Assignment: Pick every line from the data that holds the word "Returns".
=== Section Start ===
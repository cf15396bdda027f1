//! The closed output contract of the extraction engine and its JSON schema.

use schemars::{JsonSchema, schema_for};
use serde::{Deserialize, Serialize};
use serde_json::Value;

use crate::error::SchemaValidationError;

/// Bumped whenever a field is added, removed or changes meaning.
pub const EXTRACTION_SCHEMA_VERSION: u32 = 1;

/// Everything the model is asked to extract from a website.
///
/// Unknown fields are rejected; absent or null fields fall back to `None` or an empty list.
#[derive(Debug, Clone, Default, PartialEq, Serialize, Deserialize, JsonSchema)]
#[serde(rename_all = "camelCase", deny_unknown_fields)]
pub struct PlaceExtraction {
    /// Always null, the place identifier is supplied by the caller.
    #[serde(default)]
    pub id: Option<String>,
    /// Always null, coordinates are supplied by the caller.
    #[serde(default)]
    pub latitude: Option<f64>,
    /// Always null, coordinates are supplied by the caller.
    #[serde(default)]
    pub longitude: Option<f64>,
    #[serde(default)]
    pub business: BusinessDetails,
    /// Recurring deals such as happy hours or daily specials.
    #[serde(default)]
    pub promotions: Vec<Promotion>,
    #[serde(default)]
    pub events: Vec<Event>,
    #[serde(default)]
    pub menu_items: Vec<MenuItem>,
    /// Regular opening hours, one entry per opening period.
    #[serde(default)]
    pub daily_hours: Vec<DailyHours>,
}

#[derive(Debug, Clone, Default, PartialEq, Serialize, Deserialize, JsonSchema)]
#[serde(rename_all = "camelCase", deny_unknown_fields)]
pub struct BusinessDetails {
    #[serde(default)]
    pub name: Option<String>,
    #[serde(default)]
    pub street: Option<String>,
    #[serde(default)]
    pub city: Option<String>,
    /// Two letter state or region code.
    #[serde(default)]
    pub state_code: Option<String>,
    #[serde(default)]
    pub zip: Option<String>,
    /// Kind of venue, e.g. "pub" or "cafe".
    #[serde(default)]
    pub amenity: Option<String>,
    #[serde(default)]
    pub cuisine: Vec<String>,
    /// Relative price level, e.g. "$$".
    #[serde(default)]
    pub price_level: Option<String>,
    /// Rating between 0 and 5.
    #[serde(default)]
    pub rating: Option<f64>,
    #[serde(default)]
    pub description: Option<String>,
    #[serde(default)]
    pub phone: Option<String>,
    #[serde(default)]
    pub email: Option<String>,
    #[serde(default)]
    pub website: Option<String>,
    #[serde(default)]
    pub profile_image_url: Option<String>,
    #[serde(default)]
    pub image_urls: Vec<String>,
    #[serde(default)]
    pub primary_type: Option<String>,
    #[serde(default)]
    pub secondary_types: Vec<String>,
}

#[derive(Debug, Clone, Copy, PartialEq, Eq, Serialize, Deserialize, JsonSchema)]
pub enum Weekday {
    Monday,
    Tuesday,
    Wednesday,
    Thursday,
    Friday,
    Saturday,
    Sunday,
}

/// One opening period, 24-hour clock.
#[derive(Debug, Clone, PartialEq, Serialize, Deserialize, JsonSchema)]
#[serde(rename_all = "camelCase", deny_unknown_fields)]
pub struct DailyHours {
    pub day: Weekday,
    /// 0-23
    pub open_hour: u8,
    /// 0-59
    #[serde(default)]
    pub open_minute: Option<u8>,
    /// 0-23
    pub close_hour: u8,
    /// 0-59
    #[serde(default)]
    pub close_minute: Option<u8>,
}

#[derive(Debug, Clone, PartialEq, Serialize, Deserialize, JsonSchema)]
#[serde(rename_all = "camelCase", deny_unknown_fields)]
pub struct Promotion {
    pub title: String,
    #[serde(default)]
    pub description: Option<String>,
    /// When the promotion applies.
    #[serde(default)]
    pub hours: Vec<DailyHours>,
}

#[derive(Debug, Clone, PartialEq, Serialize, Deserialize, JsonSchema)]
#[serde(rename_all = "camelCase", deny_unknown_fields)]
pub struct Event {
    pub title: String,
    #[serde(default)]
    pub description: Option<String>,
    /// ISO 8601 date or date-time when known, otherwise the text as written.
    pub start_date: String,
    #[serde(default)]
    pub end_date: Option<String>,
    #[serde(default)]
    pub hours: Vec<DailyHours>,
}

#[derive(Debug, Clone, PartialEq, Serialize, Deserialize, JsonSchema)]
#[serde(rename_all = "camelCase", deny_unknown_fields)]
pub struct MenuItem {
    pub name: String,
    #[serde(default)]
    pub description: Option<String>,
    #[serde(default)]
    pub price: Option<f64>,
    #[serde(default)]
    pub category: Option<String>,
}

impl DailyHours {
    fn check(&self, path: &str, violations: &mut Vec<String>) {
        if self.open_hour > 23 {
            violations.push(format!("{path}.openHour {} is not within 0-23", self.open_hour));
        }
        if self.close_hour > 23 {
            violations.push(format!("{path}.closeHour {} is not within 0-23", self.close_hour));
        }
        if let Some(minute) = self.open_minute.filter(|minute| *minute > 59) {
            violations.push(format!("{path}.openMinute {minute} is not within 0-59"));
        }
        if let Some(minute) = self.close_minute.filter(|minute| *minute > 59) {
            violations.push(format!("{path}.closeMinute {minute} is not within 0-59"));
        }
    }
}

fn check_hours(hours: &[DailyHours], path: &str, violations: &mut Vec<String>) {
    for (index, entry) in hours.iter().enumerate() {
        entry.check(&format!("{path}[{index}]"), violations);
    }
}

impl PlaceExtraction {
    /// Checks the value ranges that the JSON shape alone cannot express.
    ///
    /// # Errors
    ///
    /// Returns a [`SchemaValidationError`] listing every violation found.
    pub fn validate(&self) -> Result<(), SchemaValidationError> {
        let mut violations = Vec::new();

        if let Some(rating) = self.business.rating
            && !(0.0..=5.0).contains(&rating)
        {
            violations.push(format!("business.rating {rating} is not within 0-5"));
        }

        check_hours(&self.daily_hours, "dailyHours", &mut violations);
        for (index, promotion) in self.promotions.iter().enumerate() {
            check_hours(&promotion.hours, &format!("promotions[{index}].hours"), &mut violations);
        }
        for (index, event) in self.events.iter().enumerate() {
            if event.start_date.trim().is_empty() {
                violations.push(format!("events[{index}].startDate is empty"));
            }
            check_hours(&event.hours, &format!("events[{index}].hours"), &mut violations);
        }
        for (index, item) in self.menu_items.iter().enumerate() {
            if let Some(price) = item.price
                && !(price.is_finite() && price >= 0.0)
            {
                violations.push(format!("menuItems[{index}].price {price} is not a valid price"));
            }
        }

        if violations.is_empty() {
            Ok(())
        } else {
            Err(SchemaValidationError::new(violations.join("; ")))
        }
    }
}

/// Parses and validates a raw model payload. Nothing is returned unless the
/// whole payload conforms.
///
/// # Errors
///
/// Returns a [`SchemaValidationError`] if the payload is not a JSON object of the
/// expected shape or breaks a value range.
pub fn parse_payload(payload: &str) -> Result<PlaceExtraction, SchemaValidationError> {
    let mut value: Value = serde_json::from_str(payload)
        .map_err(|e| SchemaValidationError::new(format!("payload is not JSON: {e}")))?;

    if !value.is_object() {
        return Err(SchemaValidationError::new("payload is not a JSON object"));
    }

    drop_nulls(&mut value);
    let extraction: PlaceExtraction = serde_json::from_value(value)
        .map_err(|e| SchemaValidationError::new(e.to_string()))?;
    extraction.validate()?;

    Ok(extraction)
}

/// Removes null members so that serde defaults apply to them.
fn drop_nulls(value: &mut Value) {
    match value {
        Value::Object(map) => {
            map.retain(|_, member| !member.is_null());
            map.values_mut().for_each(drop_nulls);
        }
        Value::Array(items) => items.iter_mut().for_each(drop_nulls),
        _ => {}
    }
}

/// JSON schema of [`PlaceExtraction`] in the strict form structured-output APIs
/// expect: closed objects, every property required, no `$ref`s.
pub fn extraction_schema() -> Value {
    let schema = schema_for!(PlaceExtraction);
    let mut value = serde_json::to_value(schema).unwrap_or_default();

    let definitions = value.get("definitions").cloned().unwrap_or(Value::Null);
    inline_refs(&mut value, &definitions);
    close_objects(&mut value);

    if let Value::Object(map) = &mut value {
        map.remove("definitions");
        map.remove("$schema");
    }

    value
}

/// Keywords schemars emits that strict structured-output endpoints reject.
const UNSUPPORTED_KEYWORDS: [&str; 4] = ["default", "format", "minimum", "maximum"];

fn close_objects(value: &mut Value) {
    match value {
        Value::Object(map) => {
            for keyword in UNSUPPORTED_KEYWORDS {
                map.remove(keyword);
            }

            if map.get("type").and_then(Value::as_str) == Some("object") {
                map.insert("additionalProperties".to_owned(), Value::Bool(false));

                let required: Vec<Value> = map
                    .get("properties")
                    .and_then(Value::as_object)
                    .map(|properties| properties.keys().cloned().map(Value::String).collect())
                    .unwrap_or_default();
                map.insert("required".to_owned(), Value::Array(required));
            }

            for (key, member) in map.iter_mut() {
                // Property names are not keywords, only their schemas are closed.
                if key == "properties"
                    && let Value::Object(properties) = member
                {
                    properties.values_mut().for_each(close_objects);
                } else {
                    close_objects(member);
                }
            }
        }
        Value::Array(items) => items.iter_mut().for_each(close_objects),
        _ => {}
    }
}

fn inline_refs(value: &mut Value, definitions: &Value) {
    match value {
        Value::Object(map) => {
            let referenced = map
                .get("$ref")
                .and_then(Value::as_str)
                .and_then(|reference| reference.strip_prefix("#/definitions/"))
                .and_then(|name| definitions.get(name))
                .cloned();
            if let Some(mut definition) = referenced {
                inline_refs(&mut definition, definitions);
                *value = definition;
                return;
            }

            // schemars wraps documented refs as `allOf: [ref]`
            let single = match map.get("allOf").and_then(Value::as_array) {
                Some(all_of) if all_of.len() == 1 => all_of.first().cloned(),
                _ => None,
            };
            if let Some(mut inner) = single {
                inline_refs(&mut inner, definitions);
                if let (Value::Object(inner), Value::Object(outer)) = (&mut inner, &*value) {
                    for (key, member) in outer {
                        if key != "allOf" {
                            inner.entry(key.clone()).or_insert_with(|| member.clone());
                        }
                    }
                }
                *value = inner;
                return;
            }

            map.values_mut()
                .for_each(|member| inline_refs(member, definitions));
        }
        Value::Array(items) => items
            .iter_mut()
            .for_each(|item| inline_refs(item, definitions)),
        _ => {}
    }
}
=== Section End ===
Response to this exercise:
    /// Returns a [`SchemaValidationError`] listing every violation found.
/// Returns a [`SchemaValidationError`] if the payload is not a JSON object of the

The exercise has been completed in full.